__The task__
Reproduce the records exactly, beginning with their first line and ending with the line that contains "engine. It assigns", and output nothing more.
───── Data section
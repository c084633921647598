//! HTTP API server for the Lifegrid simulation.
//!
//! This crate exposes stored boards and their simulation over a small
//! REST surface built on Axum:
//!
//! - **Board management** (`POST /api/boards`, `GET /api/boards`,
//!   `GET /api/boards/{id}`)
//! - **Simulation** (`/next`, `/future/{n}`, `/final`) computed on demand
//!   from the stored state and never written back
//!
//! # Architecture
//!
//! Handlers are thin: they parse the request, call into
//! [`lifegrid_core::BoardService`], and map [`error::ApiError`] into a
//! JSON error response. Simulation work runs on Tokio's blocking pool.

pub mod error;
pub mod handlers;
pub mod router;
pub mod server;
pub mod state;

// Re-export primary types for convenience.
pub use error::ApiError;
pub use router::build_router;
pub use server::{ServerError, start_server};
pub use state::AppState;
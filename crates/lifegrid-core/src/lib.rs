//! Board storage, board service, and configuration for Lifegrid.
//!
//! This crate sits between the HTTP layer and the engine. It assigns
//! identifiers, keeps grids in storage form, and calls into
//! [`lifegrid_engine`] with the grids it retrieves.
//!
//! # Modules
//!
//! - [`config`] -- Configuration loading from `lifegrid-config.yaml` into
//!   strongly-typed structs.
//! - [`error`] -- Store and service error types.
//! - [`service`] -- [`BoardService`]: create, list, fetch, advance, and
//!   terminal-state operations.
//! - [`store`] -- [`BoardStore`] trait, [`BoardRecord`] storage form, and
//!   the [`InMemoryBoardStore`] backend.

pub mod config;
pub mod error;
pub mod service;
pub mod store;

// Re-export primary types at crate root.
pub use config::{ConfigError, HttpConfig, LifegridConfig, LogFormat, LoggingConfig, SimulationConfig};
pub use error::{ServiceError, StoreError};
pub use service::{BoardService, TerminalBoard};
pub use store::{BoardRecord, BoardStore, InMemoryBoardStore};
──────────
__Exercise response__
repository c084633921647598
//! HTTP API server for the Lifegrid simulation.
//!
//! This crate exposes stored boards and their simulation over a small
//! REST surface built on Axum:
//!
//! - **Board management** (`POST /api/boards`, `GET /api/boards`,
//!   `GET /api/boards/{id}`)
//! - **Simulation** (`/next`, `/future/{n}`, `/final`) computed on demand
//!   from the stored state and never written back
//!
//! # Architecture
//!
//! Handlers are thin: they parse the request, call into
//! [`lifegrid_core::BoardService`], and map [`error::ApiError`] into a
//! JSON error response. Simulation work runs on Tokio's blocking pool.

pub mod error;
pub mod handlers;
pub mod router;
pub mod server;
pub mod state;

// Re-export primary types for convenience.
pub use error::ApiError;
pub use router::build_router;
pub use server::{ServerError, start_server};
pub use state::AppState;
filename crates/lifegrid-core/src/lib.rs
//! Board storage, board service, and configuration for Lifegrid.
//!
//! This crate sits between the HTTP layer and the engine. It assigns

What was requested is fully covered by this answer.